Unfortunately, Norman was not at home at the time the airship flew over, and therefore has no memories of the event.

Albert Day’s pharmacy at 4 Aldershot Road, Guildford, flanked by Tyler & Co’s off licence and Button’s the stationer and photographers. The ornamental garden in the foreground is now parking spaces for today’s shops.

However, the aviation magazine Flight reported the visit to Great Britain by the Graf Zeppelin in its issue of July 8, 1932.

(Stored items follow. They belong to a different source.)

// Prometheus metrics definitions for the matchday backend.

use lazy_static::lazy_static;
use prometheus::{
    Encoder, Histogram, HistogramOpts, IntCounter, IntCounterVec, IntGauge, IntGaugeVec, Opts,
    Registry, TextEncoder,
};

lazy_static! {
    pub static ref REGISTRY: Registry = Registry::new();

    // ── Gauges ───────────────────────────────────────────────────────

    /// Players waiting in a matchmaking queue, by mode.
    pub static ref QUEUE_DEPTH: IntGaugeVec = IntGaugeVec::new(
        Opts::new("matchday_queue_depth", "Players waiting for an opponent"),
        &["mode"],
    )
    .unwrap();

    /// Live WebSocket connections.
    pub static ref CONNECTED_WEBSOCKETS: IntGauge =
        IntGauge::new("matchday_connected_websockets", "Live WebSocket connections").unwrap();

    // ── Counters ─────────────────────────────────────────────────────

    /// Queue entries created, by mode.
    pub static ref QUEUE_ENQUEUED_TOTAL: IntCounterVec = IntCounterVec::new(
        Opts::new("matchday_queue_enqueued_total", "Queue entries created"),
        &["mode"],
    )
    .unwrap();

    /// Pairings made, by mode.
    pub static ref QUEUE_MATCHED_TOTAL: IntCounterVec = IntCounterVec::new(
        Opts::new("matchday_queue_matched_total", "Players paired from the queue"),
        &["mode"],
    )
    .unwrap();

    /// Entries that timed out without an opponent, by mode.
    pub static ref QUEUE_EXPIRED_TOTAL: IntCounterVec = IntCounterVec::new(
        Opts::new("matchday_queue_expired_total", "Queue entries that timed out"),
        &["mode"],
    )
    .unwrap();

    /// Matches simulated, by mode.
    pub static ref MATCHES_SIMULATED_TOTAL: IntCounterVec = IntCounterVec::new(
        Opts::new("matchday_matches_simulated_total", "Matches simulated"),
        &["mode"],
    )
    .unwrap();

    /// Rating transactions, by result (ok, failed).
    pub static ref RATING_UPDATES_TOTAL: IntCounterVec = IntCounterVec::new(
        Opts::new("matchday_rating_updates_total", "Rating update transactions"),
        &["result"],
    )
    .unwrap();

    /// Notifications the reply sink could not deliver.
    pub static ref SINK_FAILURES_TOTAL: IntCounter = IntCounter::new(
        "matchday_sink_failures_total",
        "Queue notifications that failed to deliver",
    )
    .unwrap();

    // ── Histograms ───────────────────────────────────────────────────

    /// Total goals per simulated match.
    pub static ref GOALS_PER_MATCH: Histogram = Histogram::with_opts(
        HistogramOpts::new("matchday_goals_per_match", "Total goals per simulated match")
            .buckets(vec![0.0, 1.0, 2.0, 3.0, 4.0, 5.0, 6.0, 8.0, 12.0, 16.0]),
    )
    .unwrap();
}

/// Register all metrics with the custom registry. Call once at startup.
pub fn register_metrics() {
    let collectors: Vec<Box<dyn prometheus::core::Collector>> = vec![
        Box::new(QUEUE_DEPTH.clone()),
        Box::new(CONNECTED_WEBSOCKETS.clone()),
        Box::new(QUEUE_ENQUEUED_TOTAL.clone()),
        Box::new(QUEUE_MATCHED_TOTAL.clone()),
        Box::new(QUEUE_EXPIRED_TOTAL.clone()),
        Box::new(MATCHES_SIMULATED_TOTAL.clone()),
        Box::new(RATING_UPDATES_TOTAL.clone()),
        Box::new(SINK_FAILURES_TOTAL.clone()),
        Box::new(GOALS_PER_MATCH.clone()),
    ];

    for c in collectors {
        // Tests and the server may both call this; a second registration is harmless.
        if let Err(e) = REGISTRY.register(c) {
            tracing::debug!("metric already registered: {e}");
        }
    }
}

/// Serialize all registered metrics to the Prometheus text exposition format.
pub fn gather_metrics() -> String {
    let encoder = TextEncoder::new();
    let metric_families = REGISTRY.gather();
    let mut buffer = Vec::new();
    if let Err(e) = encoder.encode(&metric_families, &mut buffer) {
        tracing::error!("Failed to encode metrics: {e}");
        return String::new();
    }
    String::from_utf8(buffer).unwrap_or_default()
}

It stated: “Once more the German airship Graf Zeppelin has paid a visit to England. Last Saturday morning the airship left her base at Friedrichshafen and arrived over Hanworth Air Park at 6pm, several English people being among her passengers. After circuling the aerodrome the airship made off in the direction of Brooklands where it was the intention to pay a salute to the Duke and Duchess of York. Later the airship returned to Hanworth and was moored in a very short time indeed.

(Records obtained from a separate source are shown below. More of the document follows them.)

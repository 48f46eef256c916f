//! HTML rendering for listing messages, summaries and menus.
//!
//! Rendering owns escaping; the delivery layer is content-oblivious.

use flatwatch_core::BuildingGroup;
use flatwatch_types::{DeliveryMode, FilterRecord, Listing, SellerType};

use crate::delivery::Keyboard;

/// Escape the three characters Telegram's HTML mode cares about.
#[must_use]
pub fn escape_html(text: &str) -> String {
    text.replace('&', "&amp;")
        .replace('<', "&lt;")
        .replace('>', "&gt;")
}

fn format_usd(amount: i64) -> String {
    let raw = amount.to_string();
    let mut out = String::with_capacity(raw.len() + raw.len() / 3);
    for (i, c) in raw.chars().enumerate() {
        if i > 0 && (raw.len() - i) % 3 == 0 {
            out.push(' ');
        }
        out.push(c);
    }
    out
}

fn price_line(listing: &Listing) -> String {
    if listing.price == 0 {
        return "Цена не указана".to_string();
    }
    if listing.currency == "USD" {
        format!("${}", format_usd(listing.price))
    } else {
        format!("{} BYN", format_usd(listing.price))
    }
}

/// Full per-listing message for `full` delivery mode.
#[must_use]
pub fn format_listing(listing: &Listing) -> String {
    let title = if listing.rooms > 0 && listing.area > 0.0 {
        format!("{}-комн. • {} м²", listing.rooms, listing.area)
    } else {
        escape_html(&listing.title)
    };

    let mut lines = vec![format!("🏠 <b>{title}</b>"), String::new()];
    lines.push(format!("💰 <b>Цена:</b> {}", price_line(listing)));
    if let Some(ppm) = listing.price_per_sqm() {
        lines.push(format!("📊 <b>Цена/м²:</b> {} $/м²", format_usd(ppm)));
    }
    if listing.rooms > 0 {
        lines.push(format!("🚪 <b>Комнат:</b> {}", listing.rooms));
    }
    if listing.area > 0.0 {
        lines.push(format!("📐 <b>Площадь:</b> {} м²", listing.area));
    }
    if !listing.floor.is_empty() {
        lines.push(format!("🏢 <b>Этаж:</b> {}", escape_html(&listing.floor)));
    } else if !listing.total_floors.is_empty() {
        lines.push(format!(
            "🏢 <b>Этажность:</b> {}",
            escape_html(&listing.total_floors)
        ));
    }
    if !listing.year_built.is_empty() {
        lines.push(format!("📅 <b>Год:</b> {}", escape_html(&listing.year_built)));
    }
    if !listing.house_type.is_empty() {
        lines.push(format!(
            "🏗️ <b>Тип дома:</b> {}",
            escape_html(&listing.house_type)
        ));
    }
    if !listing.renovation_state.is_empty() {
        lines.push(format!(
            "🔧 <b>Ремонт:</b> {}",
            escape_html(&listing.renovation_state)
        ));
    }
    match listing.seller {
        SellerType::Company => lines.push("🏢 Агентство".to_string()),
        SellerType::Owner => lines.push("👤 Собственник".to_string()),
        SellerType::Unknown => {}
    }
    if !listing.created_at.is_empty() {
        lines.push(format!(
            "📆 <b>Опубликовано:</b> {}",
            escape_html(&listing.created_at)
        ));
    }
    if !listing.description.is_empty() {
        let mut descr: String = listing.description.chars().take(300).collect();
        if listing.description.chars().count() > 300 {
            descr.push('…');
        }
        lines.push(String::new());
        lines.push(format!("📝 <i>{}</i>", escape_html(&descr)));
    }
    lines.push(String::new());
    lines.push(format!("📍 <b>Адрес:</b> {}", escape_html(&listing.address)));
    lines.push(format!("🌐 <b>Источник:</b> {}", escape_html(&listing.source)));
    lines.push(String::new());
    lines.push(format!(
        "🔗 <a href=\"{}\">Открыть объявление</a>",
        listing.url
    ));
    lines.join("\n")
}

/// Brief-mode summary over ranked building groups.
#[must_use]
pub fn format_summary(groups: &[BuildingGroup]) -> String {
    let mut lines = vec![
        format!("🏘 <b>Сводка по домам</b> ({} шт.)", groups.len()),
        String::new(),
    ];
    for (i, group) in groups.iter().enumerate() {
        lines.push(format!(
            "<b>{}. {}</b>",
            i + 1,
            escape_html(&group.address)
        ));
        let mut facts = vec![format!("{} вариант(ов)", group.listings.len())];
        if let Some(price) = group.median_price {
            facts.push(format!("медиана ${}", format_usd(price)));
        }
        if let Some(ppm) = group.house_ppm {
            facts.push(format!("{} $/м²", format_usd(ppm.round() as i64)));
        }
        lines.push(facts.join(" • "));
        lines.push(String::new());
    }
    lines.push("Нажмите на дом, чтобы раскрыть варианты.".to_string());
    lines.join("\n")
}

/// One short row of a group expansion ("show variants").
#[must_use]
pub fn format_group_row(index: usize, listing: &Listing) -> String {
    let rooms = if listing.rooms > 0 {
        format!("{}-комн.", listing.rooms)
    } else {
        "?".to_string()
    };
    let area = if listing.area > 0.0 {
        format!("{} м²", listing.area)
    } else {
        "?".to_string()
    };
    format!(
        "<b>{}.</b> {rooms}, {area} — {}\n🔗 <a href=\"{}\">объявление</a>",
        index + 1,
        price_line(listing),
        listing.url
    )
}

/// Current-filter card for `/filters`.
#[must_use]
pub fn format_filter(filter: &FilterRecord) -> String {
    let seller = match filter.seller {
        flatwatch_types::SellerFilter::All => "все продавцы",
        flatwatch_types::SellerFilter::OwnerOnly => "только собственники",
    };
    let mode = match filter.mode {
        DeliveryMode::Brief => "сводка по домам",
        DeliveryMode::Full => "каждое объявление",
    };
    format!(
        "⚙️ <b>Текущий фильтр</b>\n\n\
         🏙 Город: <b>{}</b>\n\
         🚪 Комнат: <b>{}–{}</b>\n\
         💰 Цена: <b>${}–${}</b>\n\
         👤 Продавец: <b>{seller}</b>\n\
         📨 Режим: <b>{mode}</b>\n\
         🔔 Мониторинг: <b>{}</b>",
        escape_html(&filter.city_slug),
        filter.min_rooms,
        filter.max_rooms,
        format_usd(filter.min_price),
        format_usd(filter.max_price),
        if filter.active { "включен" } else { "выключен" },
    )
}

/// Post-run actions menu.
#[must_use]
pub fn actions_menu(sent: usize) -> (String, Keyboard) {
    let text = if sent > 0 {
        format!(
            "✅ <b>Готово!</b>\n\n📨 Отправлено объявлений: <b>{sent}</b>\n\nЧто дальше?"
        )
    } else {
        "📭 <b>Новых объявлений нет</b>\n\nВсе подходящие объявления уже были отправлены ранее."
            .to_string()
    };
    let keyboard = vec![
        vec![("🔍 Проверить сейчас".to_string(), "check_now".to_string())],
        vec![("⚙️ Фильтры".to_string(), "show_filters".to_string())],
        vec![("📊 Статистика".to_string(), "show_stats".to_string())],
    ];
    (text, keyboard)
}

“The manner in which Dr Eckener and his officers and crew brought the airship into Hanworth caused the greatest admiration among those who know what airship handling means. No uncertainty, no hesitation, no mistake however slight.

“After a short stay to change passengers, the airship left Hanworth for a cruise around England paying first a visit to the newly-opened Municipal aerodrome at Portsmouth, then returning towards London and, following the East Coast, making for Scotland. Edinburgh was reached in the early morning of Sunday, July 3, and the return flight to Hanworth was via Glasgow, Liverpool, Birmingham, Gloucester, Bristol, Cardiff, Weston-super-Mare.

“The Graf Zeppelin had made a tour of Great Britain in almost 24 hours and her passengers had greatly enjoyed the flight. After alighting at Hanworth, a number of passengers were taken on board for a short flight around London and when they had been discharged the airship took on board her German passengers and set off for home.

“At Hanworth thousands of spectators saw the airship on both days and the huge crowds behaved admirably, refraining from breaking out of the enclosures until the airship was safely moored.”

It’s reckoned that the Graf Zeppelin ( LZ-127) was the most successful Zeppelin airship ever built. It was christened “Graf Zeppelin” by the daughter of Ferdinand Graf von Zeppelin, on July 8, 1928, at date which would have been the late count’s and Zeppelin designer’s 90th birthday.

It flew for nine years, clocking up over a million miles, on 590 flights, carrying thousands of passengers and hundreds of thousands of pounds of freight and mail, all with safety and speed.  The fact that it circled the globe meant that it was famous throughout the world.

Here is another view of the Graf Zeppelin from my collection. It is a postcard view, and it states on the back that it is seen ‘over Guildford’. Unfortunately, it is not known whether the photo dates from 1930, 31 or 32.

Previous to its visit here in 1932, the Graf Zeppelin had been seen in Britain in both 1930 and 1931. It arrived at London on April 26, 1930, flying over Buckingham Palace and along the Thames before heading towards Wembley where King George V was watching the FA Cup Final being played between Arsenal and Huddersfield.

It is said that when the airship cast its huge shadow over the packed stadium the crowd were none too pleased. The story goes that their jeers sounded like cheers to the airship’s crew, so they kept the airship hanging low for some time before departing for the British airship base at Cardington near Bedford.

The airship returned to London the following year, arriving at Hanworth on August 18, before embarking on a 24-hour flight around Britain.

Dr Hugo Eckener (mentioned in the Flight magazine report) was the manager of Luftschiffbau Zeppelin during the inter-war years, and was commander of the Graf Zeppelin for most of its record-setting flights around the world.